Kiva, a microfinance organization which lends money low-income entrepreneurs around the world, found that women reinvest 80% of the income they earn into the education and wellbeing of children. Other research from the United Nations indicates that women-led economic empowerment leads to more gender equality and rights, economic growth, increased rates of girls education, and other community indicators of well-being.
For example, during a visit to the G Adventures and Planeterra Foundation‘s Moshi Mamas project near Mt. Kilimanjaro in Tanzania we met Shoshe who had received business training and market access for her handicrafts through the program. She explained this concept above in personal terms: “I want to break the cycle for my daughter. I want to prove women can work and earn money.”
Alessandra Alonso from Women in Travel explained during a recent G Adventures Retravel panel on the topic of women in tourism: “For us, economic empowerment is the beginning of everything. Because when a woman earns, then the kids get educated, the extended family eats and the whole community is much better off.”
Adrienne Lee from Tourism Cares (and formerly Planeterra Foundation) expanded on the idea of the benefits of investing in women: “When you invest in women and a women-owned or women-led business, women gain greater agency and freedom to determine how money is spent. This strengthens decision-making powers, builds self-esteem, and promotes leadership in communities.”
The Business Case for Inclusive Work Forces
In addition, investment in women and inclusive work forces makes good business sense. Studies show companies that exhibit higher levels of gender diversity, especially at the executive level, usually outperform those without in terms of economic profit.
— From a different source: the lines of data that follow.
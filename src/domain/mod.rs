//! Domain logic - pure rules independent of git, files and the network

pub mod remote;
pub mod version;

pub use remote::RemoteEndpoint;
pub use version::{BumpCandidates, BumpKind, Version};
One of the reasons is that men and women often display different leadership styles. The expression of diverse opinions and perspectives generates collective intelligence and can often result in more creative solutions and more effective problem solving.
The business rationale is there on the consumer side, too. In tourism and travel, it’s estimated that women consumers make 70-80% of the travel decisions. Women travelers comprise a growing percentage of the entire traveling community. A company’s capability – aided by workplace diversity — to comprehend and process the needs of its current and prospective customers seems a no-brainer.
How Tourism Can Better Invest in Women
Here are a few practical ways that travel and tourism can better invest in women and support empowerment, women businesses and leadership as the sector rebuilds after the pandemic and other climate and war crises.
For those of us in tourism, we know that it creates opportunity and jobs, thereby enhancing lives and livelihoods. It can take transferable skills and embed them for use in the formal economy.
As we celebrate International Women’s Day, we need to move from words and inspiration on one day of the year to deliberate and continual action which supports and empowers women every day.
Should the tourism sector rise to “Break the Bias,” women will be encouraged to take the driver’s seat on the journey, not only to rebuild but to create an inclusive future for all of us.